Insulin Receptor Isoform A Modulates Metabolic Reprogramming of Breast Cancer Cells in Response to IGF2 and Insulin Stimulation

Abstract

Previously published work has demonstrated that overexpression of the insulin receptor isoform A (IR-A) might play a role in cancer progression and metastasis. The IR has a predominant metabolic role in physiology, but the potential role of IR-A in cancer metabolic reprogramming is unknown. We aimed to characterize the metabolic impact of IR-A and its ligand insulin like growth factor 2 (IGF2) in human breast cancer (BC) cells.
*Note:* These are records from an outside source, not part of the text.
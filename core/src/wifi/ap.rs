// SPDX-License-Identifier: Apache-2.0

//! Structured representation of an access point's advertised security.
//!
//! Grounded on the WPA/RSN information-element flag constants exercised
//! throughout `test-wifi-ap-utils.c` (`NM_802_11_AP_SEC_*`): the bitset
//! shape and derived predicates below reproduce that flag model.

use serde::{Deserialize, Serialize};

/// Cipher/key-management bits carried by a WPA or RSN information
/// element. The same bit layout is used for both `wpa_flags` and
/// `rsn_flags`; which element they came from is tracked separately.
#[derive(Debug, Clone, Copy, PartialEq, Eq, Default, Serialize, Deserialize)]
#[serde(transparent)]
pub struct SecurityFlags(u16);

impl SecurityFlags {
    pub const PAIR_WEP40: SecurityFlags = SecurityFlags(1 << 0);
    pub const PAIR_WEP104: SecurityFlags = SecurityFlags(1 << 1);
    pub const PAIR_TKIP: SecurityFlags = SecurityFlags(1 << 2);
    pub const PAIR_CCMP: SecurityFlags = SecurityFlags(1 << 3);
    pub const GROUP_WEP40: SecurityFlags = SecurityFlags(1 << 4);
    pub const GROUP_WEP104: SecurityFlags = SecurityFlags(1 << 5);
    pub const GROUP_TKIP: SecurityFlags = SecurityFlags(1 << 6);
    pub const GROUP_CCMP: SecurityFlags = SecurityFlags(1 << 7);
    pub const KEY_MGMT_PSK: SecurityFlags = SecurityFlags(1 << 8);
    pub const KEY_MGMT_802_1X: SecurityFlags = SecurityFlags(1 << 9);

    pub const fn empty() -> Self {
        SecurityFlags(0)
    }

    pub fn is_empty(&self) -> bool {
        self.0 == 0
    }

    pub fn contains(&self, other: SecurityFlags) -> bool {
        self.0 & other.0 == other.0
    }
}

impl std::ops::BitOr for SecurityFlags {
    type Output = Self;
    fn bitor(self, rhs: Self) -> Self {
        SecurityFlags(self.0 | rhs.0)
    }
}

impl std::ops::BitOrAssign for SecurityFlags {
    fn bitor_assign(&mut self, rhs: Self) {
        self.0 |= rhs.0;
    }
}

#[derive(Debug, Clone, Copy, PartialEq, Eq, Serialize, Deserialize)]
#[serde(rename_all = "snake_case")]
pub enum ApMode {
    Infrastructure,
    Adhoc,
}

/// Immutable description of an access point's beacon, as far as the
/// connection completer needs it.
#[derive(Debug, Clone, PartialEq, Eq, Serialize, Deserialize)]
pub struct ApCapabilities {
    pub ssid: Vec<u8>,
    pub bssid: Option<[u8; 6]>,
    pub mode: ApMode,
    pub privacy: bool,
    pub wpa_flags: SecurityFlags,
    pub rsn_flags: SecurityFlags,
}

impl ApCapabilities {
    pub fn new(ssid: Vec<u8>, mode: ApMode, privacy: bool) -> Self {
        Self {
            ssid,
            bssid: None,
            mode,
            privacy,
            wpa_flags: SecurityFlags::empty(),
            rsn_flags: SecurityFlags::empty(),
        }
    }

    pub fn with_bssid(mut self, bssid: [u8; 6]) -> Self {
        self.bssid = Some(bssid);
        self
    }

    pub fn with_wpa_flags(mut self, flags: SecurityFlags) -> Self {
        self.wpa_flags = flags;
        self
    }

    pub fn with_rsn_flags(mut self, flags: SecurityFlags) -> Self {
        self.rsn_flags = flags;
        self
    }

    pub fn has_wpa(&self) -> bool {
        !self.wpa_flags.is_empty()
    }

    pub fn has_rsn(&self) -> bool {
        !self.rsn_flags.is_empty()
    }

    pub fn is_wpa_capable(&self) -> bool {
        self.has_wpa() || self.has_rsn()
    }
}

pub(crate) enum ApClass {
    Open,
    WepOrLeapOrDynWep,
    Wpa,
}

impl ApCapabilities {
    pub(crate) fn classify(&self) -> ApClass {
        if self.is_wpa_capable() {
            ApClass::Wpa
        } else if self.privacy {
            ApClass::WepOrLeapOrDynWep
        } else {
            ApClass::Open
        }
    }
}

#[cfg(test)]
mod tests {
    use super::*;

    #[test]
    fn open_ap_has_no_capability_flags() {
        let ap = ApCapabilities::new(b"test".to_vec(), ApMode::Infrastructure, false);
        assert!(!ap.has_wpa());
        assert!(!ap.has_rsn());
        assert!(!ap.is_wpa_capable());
    }

    #[test]
    fn wpa_capable_requires_either_ie() {
        let ap = ApCapabilities::new(b"test".to_vec(), ApMode::Infrastructure, true)
            .with_wpa_flags(SecurityFlags::KEY_MGMT_PSK | SecurityFlags::PAIR_TKIP);
        assert!(ap.has_wpa());
        assert!(!ap.has_rsn());
        assert!(ap.is_wpa_capable());
    }
}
To establish autocrine IGF2 action, we generated human BC cells MCF7 overexpressing the human IGF2, while we focused on the metabolic effect of IR-A by stably infecting IGF1R-ablated MCF7 (MCF7IGF1R-ve) cells with a human IR-A cDNA. We then evaluated the expression of key metabolism related molecules and measured real-time extracellular acidification rates and oxygen consumption rates using the Seahorse technology. MCF7/IGF2 cells showed increased proliferation and invasion associated with aerobic glycolysis and mitochondrial biogenesis and activity. In MCF7IGF1R-ve/IR-A cells insulin and IGF2 stimulated similar metabolic changes and were equipotent in eliciting proliferative responses, while IGF2 more potently induced invasion. The combined treatment with the glycolysis inhibitor 2-deoxyglucose (2DG) and the mitochondrial inhibitor metformin blocked cell invasion and colony formation with additive effects. Overall, these results indicate that IGF2 and IR-A overexpression may contribute to BC metabolic reprogramming.